Arzneimittel und Therapie

HIV-Prävention mit Truvada®

„Pille davor“ ist teuer und schützt nur bedingt

Was von vielen Medien als medizinische Sensation gefeiert wird, entpuppt sich beim zweiten Hinsehen als ein umstrittenes Unterfangen: Die Zulassung des antiretroviralen Kombinationspräparates Truvada® zur Aids-Prävention in den USA. Denn anders als manche Schlagzeile vermuten lässt, schützt die Einnahme nur bedingt vor einer HIV-Infektion. Im Gespräch mit der DAZ verweist Dr. Annette Haberl, Sekretärin für Öffentlichkeitsarbeit der Deutschen Aids-Gesellschaft, darauf, dass es eine hocheffektive medikamentöse Prävention bereits gibt: die antiretrovirale Therapie von HIV-Infizierten. Sie reduziert das HIV-Infektionsrisiko nicht infizierter Partner um 96%.

Dr. Annette Haberl

Am 16. Juli 2012 hat die FDA erstmals ein Arzneimittel zur HIV-Präexpositionsprophylaxe zugelassen. Es handelt sich dabei um eine Kombination aus Emtricitabin und Tenofovirdisoproxilfumarat, enthalten in Truvada®. Es soll Nichtinfizierten mit einem hohen Risiko für eine HIV-Infektion helfen, die Ansteckungsgefahr zu reduzieren. Allerdings nicht alleine, sondern im Zusammenspiel mit anderen Präventionsmaßnahmen wie Safer Sex. Die Zulassung ist nicht nur auf euphorische Zustimmung gestoßen. Die Deutsche Aids-Hilfe verweist darauf, dass die Entscheidung auf Basis von drei klinischen Studien getroffen worden ist. Eine Studie mit Homosexuellen habe einen Schutzeffekt von 44% ergeben, zwei in Kenia und Botswana durchgeführte Studien mit Heterosexuellen ergaben eine Risikoreduktion um zwei Drittel. Damit sei die Schutzwirkung bei Menschen mit dem höchsten Risiko am niedrigsten. Zudem sei die Prophylaxe wegen der erforderlichen regelmäßigen Einnahme im normalen Alltag kaum praktikabel und mit Kosten von 800 Euro pro Monat sehr teuer. Für Europa wurde bislang kein entsprechender Zulassungsantrag gestellt.

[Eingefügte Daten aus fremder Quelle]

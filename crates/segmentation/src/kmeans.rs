//! K-means clustering over standardized customer features.
//!
//! Fitting is delegated to `linfa-clustering` (k-means++ initialization,
//! Euclidean distance) driven by a fixed-seed RNG so the same upload always
//! yields the same segments. Cluster ids are arbitrary labels with no
//! ordering.

use campaign_core::{CampaignError, CampaignResult};
use linfa::prelude::*;
use linfa_clustering::KMeans;
use linfa_nn::distance::L2Dist;
use ndarray::{Array1, Array2, ArrayView1};
use rand::rngs::StdRng;
use rand::SeedableRng;
use std::collections::HashSet;
use tracing::debug;

#[derive(Debug, Clone)]
pub struct KMeansParams {
    pub n_clusters: usize,
    pub max_iterations: u64,
    pub tolerance: f64,
    /// Independent initializations; the lowest-inertia run wins.
    pub n_runs: usize,
    pub seed: u64,
}

impl Default for KMeansParams {
    fn default() -> Self {
        Self {
            n_clusters: 4,
            max_iterations: 300,
            tolerance: 1e-4,
            n_runs: 10,
            seed: 42,
        }
    }
}

#[derive(Debug, Clone)]
pub struct KMeansModel {
    pub centroids: Array2<f64>,
    /// Cluster id per input row.
    pub labels: Vec<usize>,
    /// Within-cluster sum of squares.
    pub inertia: f64,
}

/// Fit k-means on already-scaled rows.
pub fn fit(params: &KMeansParams, data: &Array2<f64>) -> CampaignResult<KMeansModel> {
    if params.n_clusters == 0 {
        return Err(CampaignError::Config(
            "k-means needs at least one cluster".to_string(),
        ));
    }
    if data.nrows() < params.n_clusters {
        return Err(CampaignError::DegenerateInput(format!(
            "{} customers cannot be split into {} segments",
            data.nrows(),
            params.n_clusters
        )));
    }
    let distinct = distinct_rows(data);
    if distinct < params.n_clusters {
        return Err(CampaignError::DegenerateInput(format!(
            "only {distinct} distinct customer profiles; {} segments requested",
            params.n_clusters
        )));
    }

    let rng = StdRng::seed_from_u64(params.seed);
    let dataset = Dataset::new(data.clone(), Array1::<usize>::zeros(data.nrows()));
    let model = KMeans::params_with(params.n_clusters, rng, L2Dist)
        .n_runs(params.n_runs)
        .max_n_iterations(params.max_iterations)
        .tolerance(params.tolerance)
        .fit(&dataset)
        .map_err(|e| CampaignError::Internal(anyhow::anyhow!("k-means fit failed: {e}")))?;

    let labels: Array1<usize> = model.predict(data);
    let centroids = model.centroids().clone();
    let inertia = data
        .outer_iter()
        .zip(labels.iter())
        .map(|(row, &label)| squared_distance(row, centroids.row(label)))
        .sum();

    debug!(
        clusters = params.n_clusters,
        rows = data.nrows(),
        inertia,
        "K-means fitted"
    );

    Ok(KMeansModel {
        centroids,
        labels: labels.to_vec(),
        inertia,
    })
}

fn distinct_rows(data: &Array2<f64>) -> usize {
    data.outer_iter()
        .map(|row| row.iter().map(|v| v.to_bits()).collect::<Vec<u64>>())
        .collect::<HashSet<_>>()
        .len()
}

fn squared_distance(a: ArrayView1<f64>, b: ArrayView1<f64>) -> f64 {
    a.iter().zip(b.iter()).map(|(x, y)| (x - y).powi(2)).sum()
}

Wir haben mit Dr. med. Annette Elisabeth Haberl vom HIV-Center der Johann Wolfgang Goethe-Universität Frankfurt gesprochen und sie um eine Bewertung gebeten. Dr. Haberl ist Mitglied in internationalen HIV-Frauennetzwerken (WFPA, SHE) sowie des Nationalen Aids-Beirats (NAB) und Sekretärin für Öffentlichkeitsarbeit der Deutschen Aids-Gesellschaft e.V.


DAZ: Frau Dr. Haberl, was kann Truvada® in der Präexpositionsprophylaxe leisten? Wo sind die Grenzen?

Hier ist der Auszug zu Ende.